И вот уже мы, вдохновленные сюжетом для небольшого скандала, шагаем во главе с Вуком к складскому помещению в новом квартале Будвы — здесь находится производственный отдел. Во всех офисах пусто, на месте только Ангелина, она же первая встает и последняя ложится. Всегда одинаково перегруженная и вымотанная, она целыми днями носится в одиночку туда-сюда с цифровой камерой на ремешке, чтобы отыскивать для фильма с мегабюджетом статистов, находить прямо в экспедиции исполнителей маленьких ролей с яркой индивидуальностью и потенциальной фото- и киногеничностью.
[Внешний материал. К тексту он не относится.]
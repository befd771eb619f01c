//! Configuration for rotating writers.

use serde::{Deserialize, Serialize};
use std::fs;
use std::path::{Path, PathBuf};
use std::time::Duration;

use crate::clock::ClockKind;
use crate::{Result, RotateError};

// ============================================================================
// Constants
// ============================================================================

/// Default rotation interval (24 hours).
pub const DEFAULT_ROTATION_INTERVAL: Duration = Duration::from_secs(24 * 60 * 60);

/// Default retention for [`LogSettings`] (7 days).
pub const DEFAULT_MAX_AGE: Duration = Duration::from_secs(7 * 24 * 60 * 60);

/// Default time pattern appended to the base name by [`LogSettings`].
pub const DEFAULT_PATTERN: &str = "%Y-%m-%d";

/// Default base name used by [`LogSettings`].
pub const DEFAULT_LOG_NAME: &str = "log";

/// Extension appended by [`LogSettings`].
pub const LOG_EXTENSION: &str = ".log";

// ============================================================================
// Configuration
// ============================================================================

/// Low-level writer configuration.
///
/// `max_age_secs` defaults to 0, which disables retention entirely.
#[derive(Debug, Clone, PartialEq, Eq, Serialize, Deserialize)]
pub struct RotationConfig {
    /// Filename template with time conversions, e.g. `logs/app-%Y-%m-%d.log`.
    #[serde(default)]
    pub pattern: String,

    /// Width of a rotation bucket in seconds (0 = no truncation).
    #[serde(default = "default_rotation_interval")]
    pub rotation_interval_secs: u64,

    /// Age in seconds after which rotated files are deleted (0 = keep forever).
    #[serde(default)]
    pub max_age_secs: u64,

    /// Never reuse an existing file when entering a new bucket.
    #[serde(default)]
    pub force_new_file: bool,

    /// Clock used to pick buckets.
    #[serde(default)]
    pub clock: ClockKind,
}

fn default_rotation_interval() -> u64 {
    DEFAULT_ROTATION_INTERVAL.as_secs()
}

fn default_max_age() -> u64 {
    DEFAULT_MAX_AGE.as_secs()
}

fn default_log_name() -> String {
    DEFAULT_LOG_NAME.to_string()
}

fn default_pattern() -> String {
    DEFAULT_PATTERN.to_string()
}

impl RotationConfig {
    pub fn new(pattern: impl Into<String>) -> Self {
        Self {
            pattern: pattern.into(),
            rotation_interval_secs: default_rotation_interval(),
            max_age_secs: 0,
            force_new_file: false,
            clock: ClockKind::default(),
        }
    }

    pub fn rotation_interval(&self) -> Duration {
        Duration::from_secs(self.rotation_interval_secs)
    }

    pub fn max_age(&self) -> Duration {
        Duration::from_secs(self.max_age_secs)
    }

    /// Parse a TOML document.
    pub fn from_toml_str(s: &str) -> Result<Self> {
        toml::from_str(s).map_err(|e| RotateError::Config(e.to_string()))
    }

    /// Load a TOML file.
    pub fn load(path: &Path) -> Result<Self> {
        Self::from_toml_str(&fs::read_to_string(path)?)
    }
}

/// High-level settings: a root directory, a base name and a time pattern.
///
/// Files are named `<root>/<name><pattern>.log`. Empty names and patterns and
/// zero durations fall back to the defaults.
#[derive(Debug, Clone, PartialEq, Eq, Serialize, Deserialize)]
pub struct LogSettings {
    /// Directory holding the log files.
    pub root: PathBuf,

    /// Base file name.
    #[serde(default = "default_log_name")]
    pub name: String,

    /// Time pattern appended to the base name.
    #[serde(default = "default_pattern")]
    pub pattern: String,

    /// Rotation interval in seconds.
    #[serde(default = "default_rotation_interval")]
    pub rotation_interval_secs: u64,

    /// Retention in seconds.
    #[serde(default = "default_max_age")]
    pub max_age_secs: u64,

    /// Clock used to pick buckets.
    #[serde(default)]
    pub clock: ClockKind,
}

impl LogSettings {
    pub fn new(root: impl Into<PathBuf>) -> Self {
        Self {
            root: root.into(),
            name: default_log_name(),
            pattern: default_pattern(),
            rotation_interval_secs: default_rotation_interval(),
            max_age_secs: default_max_age(),
            clock: ClockKind::default(),
        }
    }

    /// Full filename template, defaults applied.
    pub fn file_template(&self) -> String {
        let name = if self.name.is_empty() {
            DEFAULT_LOG_NAME
        } else {
            &self.name
        };
        let pattern = if self.pattern.is_empty() {
            DEFAULT_PATTERN
        } else {
            &self.pattern
        };
        self.root
            .join(format!("{name}{pattern}{LOG_EXTENSION}"))
            .to_string_lossy()
            .into_owned()
    }

    /// Equivalent low-level configuration, defaults applied.
    pub fn rotation_config(&self) -> RotationConfig {
        let or_default = |secs: u64, default: Duration| {
            if secs == 0 { default.as_secs() } else { secs }
        };
        RotationConfig {
            pattern: self.file_template(),
            rotation_interval_secs: or_default(
                self.rotation_interval_secs,
                DEFAULT_ROTATION_INTERVAL,
            ),
            max_age_secs: or_default(self.max_age_secs, DEFAULT_MAX_AGE),
            force_new_file: false,
            clock: self.clock,
        }
    }

    /// Parse a TOML document.
    pub fn from_toml_str(s: &str) -> Result<Self> {
        toml::from_str(s).map_err(|e| RotateError::Config(e.to_string()))
    }

    /// Load a TOML file.
    pub fn load(path: &Path) -> Result<Self> {
        Self::from_toml_str(&fs::read_to_string(path)?)
    }
}

/// Parse a duration string.
///
/// Supported formats:
/// - `30s` - seconds
/// - `15m` - minutes
/// - `24h` - hours
/// - `7d` - days
/// - `2w` - weeks
/// - `0`, `never`, `none` - zero (disables whatever the value controls)
///
/// A bare number is read as seconds.
pub fn parse_duration(s: &str) -> std::result::Result<Duration, String> {
    let s = s.trim().to_lowercase();

    if s == "never" || s == "none" || s == "0" {
        return Ok(Duration::ZERO);
    }

    let (num_str, multiplier) = match s.char_indices().last() {
        Some((i, 's')) => (&s[..i], 1),
        Some((i, 'm')) => (&s[..i], 60),
        Some((i, 'h')) => (&s[..i], 60 * 60),
        Some((i, 'd')) => (&s[..i], 24 * 60 * 60),
        Some((i, 'w')) => (&s[..i], 7 * 24 * 60 * 60),
        Some(_) => (s.as_str(), 1),
        None => return Err("Empty duration".to_string()),
    };

    let num: u64 = num_str
        .trim()
        .parse()
        .map_err(|_| format!("Invalid duration: {s}"))?;

    num.checked_mul(multiplier)
        .map(Duration::from_secs)
        .ok_or_else(|| format!("Duration too large: {s}"))
}

/// Format a duration using the largest unit that divides it evenly.
pub fn format_duration(d: Duration) -> String {
    let secs = d.as_secs();
    if secs == 0 {
        return "0".to_string();
    }
    for (unit, size) in [
        ("w", 7 * 24 * 60 * 60),
        ("d", 24 * 60 * 60),
        ("h", 60 * 60),
        ("m", 60),
    ] {
        if secs % size == 0 {
            return format!("{}{unit}", secs / size);
        }
    }
    format!("{secs}s")
}

#[cfg(test)]
mod tests {
    use super::*;
    use pretty_assertions::assert_eq;

    #[test]
    fn test_rotation_config_defaults() {
        let config = RotationConfig::from_toml_str(r#"pattern = "app-%Y%m%d.log""#).unwrap();
        assert_eq!(config.rotation_interval(), DEFAULT_ROTATION_INTERVAL);
        assert_eq!(config.max_age(), Duration::ZERO);
        assert!(!config.force_new_file);
        assert_eq!(config.clock, ClockKind::Local);
        assert_eq!(config, RotationConfig::new("app-%Y%m%d.log"));
    }

    #[test]
    fn test_rotation_config_full_toml() {
        let config = RotationConfig::from_toml_str(
            r#"
pattern = "logs/%Y/%m/%d/%H.log"
rotation_interval_secs = 3600
max_age_secs = 172800
force_new_file = true
clock = "utc"
"#,
        )
        .unwrap();
        assert_eq!(config.rotation_interval(), Duration::from_secs(3600));
        assert_eq!(config.max_age(), Duration::from_secs(172_800));
        assert!(config.force_new_file);
        assert_eq!(config.clock, ClockKind::Utc);
    }

    #[test]
    fn test_rotation_config_pattern_may_come_from_elsewhere() {
        let config = RotationConfig::from_toml_str("max_age_secs = 10").unwrap();
        assert!(config.pattern.is_empty());
        assert_eq!(config.max_age_secs, 10);
    }

    #[test]
    fn test_rotation_config_rejects_bad_types() {
        let err = RotationConfig::from_toml_str("max_age_secs = \"ten\"").unwrap_err();
        assert!(matches!(err, RotateError::Config(_)));
    }

    #[test]
    fn test_log_settings_defaults() {
        let settings = LogSettings::from_toml_str(r#"root = "/var/log/app""#).unwrap();
        assert_eq!(settings, LogSettings::new("/var/log/app"));
        assert_eq!(settings.file_template(), "/var/log/app/log%Y-%m-%d.log");

        let config = settings.rotation_config();
        assert_eq!(config.rotation_interval(), DEFAULT_ROTATION_INTERVAL);
        assert_eq!(config.max_age(), DEFAULT_MAX_AGE);
    }

    #[test]
    fn test_log_settings_zero_and_empty_fall_back() {
        let settings = LogSettings {
            name: String::new(),
            pattern: String::new(),
            rotation_interval_secs: 0,
            max_age_secs: 0,
            ..LogSettings::new("/tmp/x")
        };
        let config = settings.rotation_config();
        assert_eq!(config.pattern, "/tmp/x/log%Y-%m-%d.log");
        assert_eq!(config.rotation_interval(), DEFAULT_ROTATION_INTERVAL);
        assert_eq!(config.max_age(), DEFAULT_MAX_AGE);
    }

    #[test]
    fn test_parse_duration() {
        assert_eq!(parse_duration("30s").unwrap(), Duration::from_secs(30));
        assert_eq!(parse_duration("15m").unwrap(), Duration::from_secs(900));
        assert_eq!(parse_duration("24h").unwrap(), DEFAULT_ROTATION_INTERVAL);
        assert_eq!(parse_duration("7d").unwrap(), DEFAULT_MAX_AGE);
        assert_eq!(parse_duration("1w").unwrap(), DEFAULT_MAX_AGE);
        assert_eq!(parse_duration("90").unwrap(), Duration::from_secs(90));
        assert_eq!(parse_duration("never").unwrap(), Duration::ZERO);
        assert_eq!(parse_duration("0").unwrap(), Duration::ZERO);
        assert!(parse_duration("").is_err());
        assert!(parse_duration("abc").is_err());
        assert!(parse_duration("-5h").is_err());
    }

    #[test]
    fn test_format_duration() {
        assert_eq!(format_duration(Duration::from_secs(30)), "30s");
        assert_eq!(format_duration(Duration::from_secs(90)), "90s");
        assert_eq!(format_duration(Duration::from_secs(3600)), "1h");
        assert_eq!(format_duration(DEFAULT_ROTATION_INTERVAL), "1d");
        assert_eq!(format_duration(DEFAULT_MAX_AGE), "1w");
        assert_eq!(format_duration(Duration::ZERO), "0");
    }
}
— Просто голову сломаешь, — вздыхает она, имея в виду бесконечно меняющийся график.
Не говоря уж о капризах режиссерши, которая чаще всего требует невозможного, вот посылает, например, Ангелину: пойди найди того смешного крестьянина, который когда-то такое торговал овечьим сыром на будвинском рынке, она, видите ли, мимоходом его заметила, и образ этого крестьянина навек запечатлелся в ее памяти, и теперь она вцепилась в этот образ — специально для того, чтобы осложнить жизнь Ангелине… Торговец сыром ей, видите ли, нужен на роль учителя-мудреца, это новый персонаж из бредового эпизода, придуманного Неллой и тренером-сценаристом. Они представляют себе этого учителя-мудреца с внешностью торговца сыром сидящим на золотом троне, а трон стоит на палубе военного корабля, того самого, где танцевала Милена, а палуба будет вся-вся покрыта красными розами, так надо для эпизода, а крестьянин-учитель-мудрец, одетый в длинную белую тунику, будет декламировать стихи черногорского поэта-епископа Петра Петровича Негоша.[90]